By and large, India is good at things that China needs to improve at, notably software; China excels at hardware and manufacturing, which India sorely lacks. So India's Mahindra and Mahindra manufactures tractors in Nanchang for export to the United States. The key operating components of Apple's iPod were invented by the Hyderabad company PortalPlayer, while the iPods themselves are manufactured in China. Philips employs nearly 3000 Indians at its "Innovation Campus" in Bangalore who write more than 20 percent of Philips' global software, which in turn goes to Philips' 50,000 strong workforce in China to turn into brand-name goods.
In other words, the elephant is already dancing with the dragon. The only question is whether the two countries can prolong the dance, or whether political tensions could bring the music screeching to a halt. There is no doubt that, whatever our legitimate differences with the Communist regime in Beijing, co-operation is in the best interests of the peoples of both India and China.
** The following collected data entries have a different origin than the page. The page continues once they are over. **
//! Parser for declaration text.
//!
//! Reads what [`Dataset::print_declaration`] and
//! [`Dataset::print_constrained`] write:
//!
//! ```text
//! dataset := 'Dataset' '{' decl* '}' ident ';'
//! decl    := scalar_kw ident dim* ';'
//!          | ( 'Structure' | 'Sequence' ) '{' decl* '}' ident dim* ';'
//! dim     := '[' ( ident '=' )? int ']'
//! ```

use dapstream_foundation::{Result, TypeKind};
use dapstream_model::{Dataset, Variable};

use crate::cursor::Cursor;
use crate::span::Span;
use crate::token::TokenKind;

const DATASET_KEYWORD: &str = "Dataset";

/// Parser for one dataset declaration.
pub struct DeclarationParser<'src> {
    cursor: Cursor<'src>,
}

impl<'src> DeclarationParser<'src> {
    /// Creates a parser over `source`.
    #[must_use]
    pub fn new(source: &'src str) -> Self {
        Self {
            cursor: Cursor::new(source),
        }
    }

    /// Parses the whole input into an unselected, unread dataset.
    ///
    /// # Errors
    /// Returns a parse error for malformed text, unknown type keywords and
    /// zero-sized dimensions.
    pub fn parse(&mut self) -> Result<Dataset> {
        let (keyword, span) = self.cursor.expect_ident("'Dataset'")?;
        if keyword != DATASET_KEYWORD {
            return Err(self
                .cursor
                .error_at(span, &format!("expected 'Dataset', found '{keyword}'")));
        }
        let open = self.cursor.expect(&TokenKind::LBrace)?;
        let members = self.parse_members(open)?;
        let (name, _) = self.cursor.expect_ident("the dataset name")?;
        self.cursor.expect(&TokenKind::Semicolon)?;
        if !self.cursor.at(&TokenKind::Eof) {
            return Err(self.cursor.unexpected("end of input"));
        }

        let mut dataset = Dataset::new(name);
        for var in members {
            dataset.add(var);
        }
        Ok(dataset)
    }

    /// Parses declarations up to and including the closing `}`.
    fn parse_members(&mut self, open: Span) -> Result<Vec<Variable>> {
        let mut members = Vec::new();
        loop {
            if self.cursor.at(&TokenKind::RBrace) {
                self.cursor.advance();
                return Ok(members);
            }
            if self.cursor.at(&TokenKind::Eof) {
                return Err(self.cursor.error_at(open, "unbalanced '{': missing '}'"));
            }
            members.push(self.parse_decl()?);
        }
    }

    fn parse_decl(&mut self) -> Result<Variable> {
        let (keyword, span) = self.cursor.expect_ident("a type keyword")?;
        let kind = TypeKind::from_keyword(&keyword)
            .filter(|k| *k != TypeKind::Array)
            .ok_or_else(|| self.cursor.error_at(span, &format!("unknown type '{keyword}'")))?;

        let mut var = if kind.is_constructor() {
            let open = self.cursor.expect(&TokenKind::LBrace)?;
            let members = self.parse_members(open)?;
            let (name, _) = self.cursor.expect_ident("a variable name")?;
            let mut var = if kind == TypeKind::Record {
                Variable::record(name)
            } else {
                Variable::table(name)
            };
            for member in members {
                var.add_child(member, None)?;
            }
            var
        } else {
            let (name, _) = self.cursor.expect_ident("a variable name")?;
            Variable::scalar_of(name, kind)?
        };

        let dims = self.parse_dimensions()?;
        if !dims.is_empty() {
            if kind == TypeKind::Table {
                return Err(self.cursor.error_at(span, "a Sequence cannot have dimensions"));
            }
            let mut array = Variable::array(var.name().to_string(), var);
            if let Some(a) = array.as_array_mut() {
                for (size, name, at) in dims {
                    a.append_dimension(size, &name)
                        .map_err(|e| self.cursor.error_at(at, &e.to_string()))?;
                }
            }
            var = array;
        }

        self.cursor.expect(&TokenKind::Semicolon)?;
        Ok(var)
    }

    /// Parses `[name = size]` or `[size]` groups; names stay escaped.
    fn parse_dimensions(&mut self) -> Result<Vec<(usize, String, Span)>> {
        let mut dims = Vec::new();
        while self.cursor.at(&TokenKind::LBracket) {
            let open = self.cursor.expect(&TokenKind::LBracket)?;
            let mut name = String::new();
            if let TokenKind::Ident(raw) = &self.cursor.current.kind {
                name = raw.clone();
                self.cursor.advance();
                self.cursor.expect(&TokenKind::Op(dapstream_foundation::RelOp::Equal))?;
            }
            let size = match self.cursor.current.kind {
                TokenKind::Integer(n) => usize::try_from(n)
                    .map_err(|_| self.cursor.error("dimension size must be non-negative"))?,
                _ => return Err(self.cursor.unexpected("a dimension size")),
            };
            self.cursor.advance();
            if self.cursor.at(&TokenKind::Eof) {
                return Err(self.cursor.error_at(open, "unbalanced '[': missing ']'"));
            }
            self.cursor.expect(&TokenKind::RBracket)?;
            dims.push((size, name, open));
        }
        Ok(dims)
    }
}

/// Parses declaration text into a dataset.
///
/// # Errors
/// Returns a parse error for malformed text.
pub fn parse_declaration(source: &str) -> Result<Dataset> {
    DeclarationParser::new(source).parse()
}
//! Configuration for the request engine.

use serde::{Deserialize, Serialize};

use dapstream_wire::DEFAULT_MAX_STRING_LEN;

/// Configuration for an [`crate::Engine`].
#[derive(Clone, Debug, PartialEq, Eq, Serialize, Deserialize)]
#[serde(default)]
pub struct EngineConfig {
    /// `EnvFilter` directive used when `RUST_LOG` is unset.
    pub log_filter: String,

    /// Include module targets in log lines.
    pub log_target: bool,

    /// Byte budget for one data response (`None` = unlimited).
    pub max_response_bytes: Option<u64>,

    /// Largest string length prefix accepted when decoding.
    pub max_string_len: u32,

    /// Validate the dataset before answering a request.
    pub check_semantics: bool,
}

impl Default for EngineConfig {
    fn default() -> Self {
        Self {
            log_filter: "info".to_string(),
            log_target: false,
            max_response_bytes: None,
            max_string_len: DEFAULT_MAX_STRING_LEN,
            check_semantics: true,
        }
    }
}

impl EngineConfig {
    /// Creates a configuration for development with verbose logging.
    #[must_use]
    pub fn development() -> Self {
        Self {
            log_filter: "debug".to_string(),
            log_target: true,
            ..Self::default()
        }
    }

    /// Creates a configuration with tight limits for untrusted clients.
    #[must_use]
    pub fn strict() -> Self {
        Self {
            log_filter: "warn".to_string(),
            log_target: false,
            max_response_bytes: Some(64 * 1024 * 1024),
            max_string_len: 1024 * 1024,
            check_semantics: true,
        }
    }

    /// Builder method to set the log filter directive.
    #[must_use]
    pub fn with_log_filter(mut self, filter: impl Into<String>) -> Self {
        self.log_filter = filter.into();
        self
    }

    /// Builder method to enable/disable module targets in log lines.
    #[must_use]
    pub fn with_log_target(mut self, target: bool) -> Self {
        self.log_target = target;
        self
    }

    /// Builder method to set the response byte budget.
    #[must_use]
    pub fn with_max_response_bytes(mut self, limit: Option<u64>) -> Self {
        self.max_response_bytes = limit;
        self
    }

    /// Builder method to set the decoded string length guard.
    #[must_use]
    pub fn with_max_string_len(mut self, max: u32) -> Self {
        self.max_string_len = max;
        self
    }

    /// Builder method to enable/disable semantic checks per request.
    #[must_use]
    pub fn with_check_semantics(mut self, check: bool) -> Self {
        self.check_semantics = check;
        self
    }
}
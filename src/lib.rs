//! dapstream - Streaming data-access protocol engine
//!
//! This crate re-exports all layers of the dapstream system for convenient access.
//! For detailed documentation, see the individual layer crates.
//!
//! # Architecture
//!
//! ```text
//! Layer 5: dapstream_runtime    - Requests, configuration, logging, schema snapshots
//! Layer 4: dapstream_engine     - Constraint evaluation, function registry, projection
//! Layer 3: dapstream_language   - Lexer, constraint and declaration parsers
//! Layer 2: dapstream_model      - Variables, datasets, streaming serialization
//! Layer 1: dapstream_wire       - Marshallers and table framing markers
//! Layer 0: dapstream_foundation - Core types (Value, TypeKind, Error)
//! ```

pub use dapstream_engine as engine;
pub use dapstream_foundation as foundation;
pub use dapstream_language as language;
pub use dapstream_model as model;
pub use dapstream_runtime as runtime;
pub use dapstream_wire as wire;
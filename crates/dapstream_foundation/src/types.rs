//! Type tags for every variable kind.

use std::fmt;

#[cfg(feature = "serde")]
use serde::{Deserialize, Serialize};

/// The kind of a variable.
///
/// Fixed when the variable is constructed and never changed afterwards.
#[derive(Clone, Copy, Debug, PartialEq, Eq, Hash)]
#[cfg_attr(feature = "serde", derive(Serialize, Deserialize))]
pub enum TypeKind {
    /// Unsigned 8-bit integer.
    Byte,
    /// Signed 16-bit integer.
    Int16,
    /// Unsigned 16-bit integer.
    UInt16,
    /// Signed 32-bit integer.
    Int32,
    /// Unsigned 32-bit integer.
    UInt32,
    /// Signed 64-bit integer.
    Int64,
    /// Unsigned 64-bit integer.
    UInt64,
    /// IEEE-754 single precision.
    Float32,
    /// IEEE-754 double precision.
    Float64,
    /// UTF-8 text.
    String,
    /// A URL, stored and transmitted like text.
    Url,
    /// N-dimensional array of one element kind.
    Array,
    /// Fixed-arity constructor (struct-like).
    Record,
    /// Unbounded row collection (sequence).
    Table,
}

impl TypeKind {
    /// All scalar kinds in declaration order.
    pub const SCALARS: [TypeKind; 11] = [
        Self::Byte,
        Self::Int16,
        Self::UInt16,
        Self::Int32,
        Self::UInt32,
        Self::Int64,
        Self::UInt64,
        Self::Float32,
        Self::Float64,
        Self::String,
        Self::Url,
    ];

    /// Returns true for leaf kinds that hold a single [`Value`](crate::Value).
    #[must_use]
    pub const fn is_scalar(self) -> bool {
        !self.is_container()
    }

    /// Returns true for kinds that own other variables.
    #[must_use]
    pub const fn is_container(self) -> bool {
        matches!(self, Self::Array | Self::Record | Self::Table)
    }

    /// Returns true for constructor kinds (Record and Table).
    #[must_use]
    pub const fn is_constructor(self) -> bool {
        matches!(self, Self::Record | Self::Table)
    }

    /// Returns true for fixed-width numeric kinds.
    #[must_use]
    pub const fn is_cardinal(self) -> bool {
        self.wire_width().is_some()
    }

    /// Returns true for the integer family.
    #[must_use]
    pub const fn is_integer(self) -> bool {
        matches!(
            self,
            Self::Byte
                | Self::Int16
                | Self::UInt16
                | Self::Int32
                | Self::UInt32
                | Self::Int64
                | Self::UInt64
        )
    }

    /// Returns true for the floating family.
    #[must_use]
    pub const fn is_float(self) -> bool {
        matches!(self, Self::Float32 | Self::Float64)
    }

    /// Returns true for text kinds.
    #[must_use]
    pub const fn is_text(self) -> bool {
        matches!(self, Self::String | Self::Url)
    }

    /// Encoded width on the wire, for fixed-width kinds.
    #[must_use]
    pub const fn wire_width(self) -> Option<usize> {
        match self {
            Self::Byte => Some(1),
            Self::Int16 | Self::UInt16 => Some(2),
            Self::Int32 | Self::UInt32 | Self::Float32 => Some(4),
            Self::Int64 | Self::UInt64 | Self::Float64 => Some(8),
            _ => None,
        }
    }

    /// The keyword used for this kind in declaration text.
    #[must_use]
    pub const fn keyword(self) -> &'static str {
        match self {
            Self::Byte => "Byte",
            Self::Int16 => "Int16",
            Self::UInt16 => "UInt16",
            Self::Int32 => "Int32",
            Self::UInt32 => "UInt32",
            Self::Int64 => "Int64",
            Self::UInt64 => "UInt64",
            Self::Float32 => "Float32",
            Self::Float64 => "Float64",
            Self::String => "String",
            Self::Url => "Url",
            Self::Array => "Array",
            Self::Record => "Structure",
            Self::Table => "Sequence",
        }
    }

    /// Parses a declaration keyword.
    ///
    /// Accepts the Rust-side names `Record` and `Table` as aliases.
    #[must_use]
    pub fn from_keyword(keyword: &str) -> Option<Self> {
        let kind = match keyword {
            "Byte" => Self::Byte,
            "Int16" => Self::Int16,
            "UInt16" => Self::UInt16,
            "Int32" => Self::Int32,
            "UInt32" => Self::UInt32,
            "Int64" => Self::Int64,
            "UInt64" => Self::UInt64,
            "Float32" => Self::Float32,
            "Float64" => Self::Float64,
            "String" | "Str" => Self::String,
            "Url" => Self::Url,
            "Structure" | "Record" => Self::Record,
            "Sequence" | "Table" => Self::Table,
            _ => return None,
        };
        Some(kind)
    }
}

impl fmt::Display for TypeKind {
    fn fmt(&self, f: &mut fmt::Formatter<'_>) -> fmt::Result {
        f.write_str(self.keyword())
    }
}
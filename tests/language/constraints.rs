//! Integration tests for the constraint parser
//!
//! Tests the projection and selection grammar and error positions.

use dapstream_foundation::{ErrorKind, RelOp};
use dapstream_language::{Operand, ProjectionItem, SelectionItem, Slice, parse_constraint};

// =============================================================================
// Projections
// =============================================================================

#[test]
fn projection_of_paths_and_calls() {
    let c = parse_constraint("people.name, grid[0:2:10][3], select(a)").unwrap();
    assert_eq!(c.projection.len(), 3);
    let ProjectionItem::Path { path, slices, .. } = &c.projection[1] else {
        panic!("expected a path");
    };
    assert_eq!(path, "grid");
    assert_eq!(slices[0], Slice { start: 0, stride: 2, stop: 10 });
    assert_eq!(slices[1], Slice::index(3));
    assert!(matches!(&c.projection[2], ProjectionItem::Call(call) if call.name == "select"));
}

#[test]
fn whitespace_is_insignificant() {
    let a = parse_constraint("a,b&x>1").unwrap();
    let b = parse_constraint(" a , b\n & x > 1 ").unwrap();
    assert_eq!(a.projection.len(), b.projection.len());
    assert_eq!(a.selection.len(), b.selection.len());
}

// =============================================================================
// Selections
// =============================================================================

#[test]
fn every_operator_parses() {
    for (text, op) in [
        ("=", RelOp::Equal),
        ("!=", RelOp::NotEqual),
        ("<", RelOp::Less),
        ("<=", RelOp::LessEqual),
        (">", RelOp::Greater),
        (">=", RelOp::GreaterEqual),
        ("=~", RelOp::Regexp),
    ] {
        let c = parse_constraint(&format!("&x{text}1")).unwrap();
        assert!(
            matches!(&c.selection[0], SelectionItem::Relation { op: parsed, .. } if *parsed == op),
            "{text}"
        );
    }
}

#[test]
fn operands_of_each_kind() {
    let c = parse_constraint(r#"&x={1, 2.5, "s", y, length(z)}"#).unwrap();
    let SelectionItem::Relation { rhs, .. } = &c.selection[0] else {
        panic!("expected a relation");
    };
    assert!(matches!(rhs[0], Operand::Integer(1, _)));
    assert!(matches!(rhs[1], Operand::Float(f, _) if (f - 2.5).abs() < f64::EPSILON));
    assert!(matches!(&rhs[2], Operand::Str(s, _) if s == "s"));
    assert!(matches!(&rhs[3], Operand::Path(p, _) if p == "y"));
    assert!(matches!(&rhs[4], Operand::Call(call) if call.name == "length"));
}

#[test]
fn clauses_keep_source_order() {
    let c = parse_constraint("&a>1&match(b,\"x\")&c<2").unwrap();
    assert_eq!(c.selection.len(), 3);
    assert!(matches!(c.selection[1], SelectionItem::Call(_)));
}

// =============================================================================
// Errors
// =============================================================================

fn position(source: &str) -> (u32, u32) {
    match parse_constraint(source).unwrap_err().kind {
        ErrorKind::ParseError { line, column, .. } => (line, column),
        other => panic!("unexpected error: {other}"),
    }
}

#[test]
fn unbalanced_delimiters_are_located() {
    assert_eq!(position("a,b[1:2"), (1, 4));
    assert_eq!(position("&x={1,2"), (1, 4));
    assert_eq!(position("f(a"), (1, 2));
}

#[test]
fn error_context_is_the_source_line() {
    let err = parse_constraint("a\n&x >>").unwrap_err();
    let ErrorKind::ParseError { line, context, .. } = err.kind else {
        panic!("expected a parse error");
    };
    assert_eq!(line, 2);
    assert_eq!(context, "&x >>");
}

#[test]
fn malformed_numbers_are_rejected() {
    assert!(parse_constraint("&x>1e").is_err());
    assert!(parse_constraint("a[99999999999999999999999999999999999999999]").is_err());
}
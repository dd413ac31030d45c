//! Source positions for tokens and parse errors.

/// A byte range of request or declaration text plus where it starts.
#[derive(Clone, Copy, Debug, PartialEq, Eq, Default)]
pub struct Span {
    /// Byte offset of the first byte.
    pub start: usize,
    /// Byte offset one past the last byte.
    pub end: usize,
    /// 1-based line of `start`.
    pub line: u32,
    /// 1-based column of `start`, counted in characters.
    pub column: u32,
}

impl Span {
    /// Creates a span.
    #[must_use]
    pub const fn new(start: usize, end: usize, line: u32, column: u32) -> Self {
        Self {
            start,
            end,
            line,
            column,
        }
    }

    /// Joins two spans, keeping this one's position.
    #[must_use]
    pub const fn to(self, other: Self) -> Self {
        Self {
            start: self.start,
            end: other.end,
            line: self.line,
            column: self.column,
        }
    }

    /// The covered text.
    #[must_use]
    pub fn text<'a>(&self, source: &'a str) -> &'a str {
        source.get(self.start..self.end).unwrap_or("")
    }

    /// The whole line containing `start`.
    #[must_use]
    pub fn line_text<'a>(&self, source: &'a str) -> &'a str {
        let start = self.start.min(source.len());
        let line_start = source[..start].rfind('\n').map_or(0, |i| i + 1);
        let line_end = source[start..]
            .find('\n')
            .map_or(source.len(), |i| start + i);
        &source[line_start..line_end]
    }
}
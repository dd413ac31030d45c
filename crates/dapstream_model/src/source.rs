//! The read hook through which the serializer fetches values.

use std::collections::HashMap;

use dapstream_foundation::{Error, Result, Value};

use crate::table::Table;
use crate::variable::{Body, Variable};

/// Supplies values to the serializer on demand.
///
/// `path` is the dotted path of the node inside its dataset. Reads happen
/// lazily: the serializer only asks for a node whose read flag is unset.
pub trait DataSource {
    /// Fills a scalar, array or record with its value.
    ///
    /// # Errors
    /// Any error aborts the response; nothing is written for the node.
    fn read(&mut self, dataset: &str, path: &str, var: &mut Variable) -> Result<()>;

    /// Loads the next row into the table's columns.
    ///
    /// Returns `Ok(false)` once the rows are exhausted.
    ///
    /// # Errors
    /// Any error aborts the response mid-stream.
    fn next_row(&mut self, dataset: &str, path: &str, table: &mut Table) -> Result<bool>;

    /// Called before a read that may block for a long time.
    fn begin_no_timeout(&mut self) {}

    /// Called after the read started by [`DataSource::begin_no_timeout`].
    fn end_no_timeout(&mut self) {}
}

/// One column value of an in-memory row.
#[derive(Clone, Debug, PartialEq)]
pub enum Cell {
    /// A scalar column.
    Value(Value),
    /// An array column, row-major over its full declared extent.
    Array(Vec<Value>),
    /// A record column, one cell per member.
    Record(Vec<Cell>),
    /// A nested table column holding its own rows.
    Rows(Vec<Vec<Cell>>),
}

impl From<Value> for Cell {
    fn from(value: Value) -> Self {
        Self::Value(value)
    }
}

#[derive(Clone, Debug, Default)]
struct Cursor {
    rows: Vec<Vec<Cell>>,
    next: usize,
}

/// A [`DataSource`] backed by values held in memory, keyed by dotted path.
///
/// Arrays are stored at their full declared extent; the constrained
/// elements are extracted on read.
#[derive(Clone, Debug, Default)]
pub struct MemorySource {
    values: HashMap<String, Value>,
    arrays: HashMap<String, Vec<Value>>,
    tables: HashMap<String, Cursor>,
    reads: usize,
}

impl MemorySource {
    /// Creates an empty source.
    #[must_use]
    pub fn new() -> Self {
        Self::default()
    }

    /// Adds a scalar value.
    #[must_use]
    pub fn with_value(mut self, path: impl Into<String>, value: Value) -> Self {
        self.values.insert(path.into(), value);
        self
    }

    /// Adds an array's values in row-major order over the full extent.
    #[must_use]
    pub fn with_array(mut self, path: impl Into<String>, values: Vec<Value>) -> Self {
        self.arrays.insert(path.into(), values);
        self
    }

    /// Adds the rows of a top-level table.
    #[must_use]
    pub fn with_rows(mut self, path: impl Into<String>, rows: Vec<Vec<Cell>>) -> Self {
        self.tables.insert(path.into(), Cursor { rows, next: 0 });
        self
    }

    /// Number of [`DataSource::read`] calls served.
    #[must_use]
    pub const fn read_count(&self) -> usize {
        self.reads
    }

    /// Rewinds every table to its first row.
    pub fn rewind(&mut self) {
        for cursor in self.tables.values_mut() {
            cursor.next = 0;
        }
    }

    fn load_cells(&mut self, path: &str, columns: &mut [Variable], cells: Vec<Cell>) -> Result<()> {
        if columns.len() != cells.len() {
            return Err(Error::data_source(
                path,
                format!("{} cells supplied for {} columns", cells.len(), columns.len()),
            ));
        }
        for (column, cell) in columns.iter_mut().zip(cells) {
            let column_path = format!("{path}.{}", column.name());
            self.load_cell(&column_path, column, cell)?;
        }
        Ok(())
    }

    fn load_cell(&mut self, path: &str, var: &mut Variable, cell: Cell) -> Result<()> {
        match cell {
            Cell::Value(value) => var
                .set_value(value)
                .map_err(|e| Error::data_source(path, e.to_string())),
            Cell::Array(full) => {
                let array = var
                    .as_array()
                    .ok_or_else(|| Error::data_source(path, "array cell for a non-array"))?;
                let picked = array.extract_constrained(&full)?;
                if let Some(array) = var.as_array_mut() {
                    array
                        .set_values(picked)
                        .map_err(|e| Error::data_source(path, e.to_string()))?;
                }
                var.set_read(true);
                Ok(())
            }
            Cell::Record(cells) => {
                let record = var
                    .as_record_mut()
                    .ok_or_else(|| Error::data_source(path, "record cell for a non-record"))?;
                let mut children: Vec<Variable> = record.iter().cloned().collect();
                self.load_cells(path, &mut children, cells)?;
                for (slot, child) in record.iter_mut().zip(children) {
                    *slot = child;
                }
                var.set_read(true);
                Ok(())
            }
            Cell::Rows(rows) => {
                if var.as_table().is_none() {
                    return Err(Error::data_source(path, "row cells for a non-table"));
                }
                self.tables.insert(path.to_string(), Cursor { rows, next: 0 });
                Ok(())
            }
        }
    }
}

impl DataSource for MemorySource {
    fn read(&mut self, _dataset: &str, path: &str, var: &mut Variable) -> Result<()> {
        self.reads += 1;
        match var.body() {
            Body::Scalar(_) => {
                let value = self
                    .values
                    .get(path)
                    .cloned()
                    .ok_or_else(|| Error::data_source(path, "no value held"))?;
                var.set_value(value)
                    .map_err(|e| Error::data_source(path, e.to_string()))
            }
            Body::Array(array) => {
                let full = self
                    .arrays
                    .get(path)
                    .ok_or_else(|| Error::data_source(path, "no array values held"))?;
                let picked = array.extract_constrained(full)?;
                if let Some(array) = var.as_array_mut() {
                    array.set_values(picked)?;
                }
                var.set_read(true);
                Ok(())
            }
            Body::Record(_) => {
                let names: Vec<String> = var.children().iter().map(|c| c.name().to_string()).collect();
                for (index, name) in names.iter().enumerate() {
                    if let Some(child) = var.child_mut(index) {
                        self.read("", &format!("{path}.{name}"), child)?;
                    }
                }
                var.set_read(true);
                Ok(())
            }
            Body::Table(_) => Err(Error::data_source(path, "tables are read row by row")),
        }
    }

    fn next_row(&mut self, _dataset: &str, path: &str, table: &mut Table) -> Result<bool> {
        let cursor = self
            .tables
            .get_mut(path)
            .ok_or_else(|| Error::data_source(path, "no rows held"))?;
        let Some(row) = cursor.rows.get(cursor.next).cloned() else {
            return Ok(false);
        };
        cursor.next += 1;

        let mut columns: Vec<Variable> = table.iter().cloned().collect();
        self.load_cells(path, &mut columns, row)?;
        for (slot, column) in table.iter_mut().zip(columns) {
            *slot = column;
        }
        Ok(true)
    }
}
//! Integration tests for Error types
//!
//! Tests error construction, display, context, and error kinds.

use dapstream_foundation::{Error, ErrorContext, ErrorKind, TypeKind};

// =============================================================================
// Error Construction
// =============================================================================

#[test]
fn error_type_mismatch() {
    let err = Error::type_mismatch(TypeKind::Int32, TypeKind::String);
    assert!(matches!(
        err.kind,
        ErrorKind::TypeMismatch {
            expected: TypeKind::Int32,
            actual: TypeKind::String
        }
    ));
    let msg = format!("{err}");
    assert!(msg.contains("Int32"));
    assert!(msg.contains("String"));
}

#[test]
fn error_undefined_variable() {
    let err = Error::undefined_variable("people.age");
    assert!(matches!(err.kind, ErrorKind::UndefinedVariable(_)));
    assert!(format!("{err}").contains("people.age"));
}

#[test]
fn error_undefined_function() {
    let err = Error::undefined_function("nofn");
    assert!(matches!(err.kind, ErrorKind::UndefinedFunction(_)));
    assert!(format!("{err}").contains("nofn"));
}

#[test]
fn error_data_source_names_variable() {
    let err = Error::data_source("grid", "disk on fire");
    let msg = format!("{err}");
    assert!(msg.contains("grid"));
    assert!(msg.contains("disk on fire"));
}

#[test]
fn error_predicates() {
    assert!(Error::parse("bad").is_parse_error());
    assert!(!Error::parse("bad").is_internal());
    assert!(Error::internal("oops").is_internal());
    assert!(!Error::framing("stray byte").is_parse_error());
}

// =============================================================================
// Error Display
// =============================================================================

#[test]
fn error_display_response_too_big() {
    let err = Error::new(ErrorKind::ResponseTooBig { limit: 1024 });
    assert!(format!("{err}").contains("1024"));
}

#[test]
fn error_display_semantics_lists_all() {
    let err = Error::new(ErrorKind::Semantics(vec![
        "first problem".to_string(),
        "second problem".to_string(),
    ]));
    let msg = format!("{err}");
    assert!(msg.contains("first problem"));
    assert!(msg.contains("second problem"));
}

#[test]
fn error_from_io() {
    let io = std::io::Error::new(std::io::ErrorKind::UnexpectedEof, "short read");
    let err: Error = io.into();
    assert!(matches!(err.kind, ErrorKind::Io(_)));
}

// =============================================================================
// Error Context
// =============================================================================

#[test]
fn error_context_builder() {
    let ctx = ErrorContext::new()
        .with_source("survey")
        .with_position(3, 7)
        .with_frame("people")
        .with_frame("people.age");
    assert_eq!(ctx.source.as_deref(), Some("survey"));
    assert_eq!(ctx.line, Some(3));
    assert_eq!(ctx.column, Some(7));
    assert_eq!(ctx.stack, vec!["people", "people.age"]);

    let shown = format!("{ctx}");
    assert!(shown.contains("survey:3:7"));
    assert!(shown.contains("in people.age"));
}

#[test]
fn error_with_context_keeps_kind() {
    let err = Error::framing("bad marker").with_context(ErrorContext::new().with_source("x"));
    assert!(matches!(err.kind, ErrorKind::Framing(_)));
    assert!(err.context.is_some());
}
After all, 1 plus 1 doesn't only equal 2; put together properly, it can also add up to 11.
For example, why there was nothing on the matter of OBC reservation after so much protest by young doctors and engineers. Even the Supreme court has given its decision very soon, WHY??? Is it just because protesting against it will be a leak in the vote bucket of every political party. So every party supported it whether it makes any sense or not.
Also another thing as Shashi said that the elephant is already dancing with the dragon but it is only because China is dominating either it is border issue or business issue. If the condition were reverse as it is then there was no way that there would be such relations.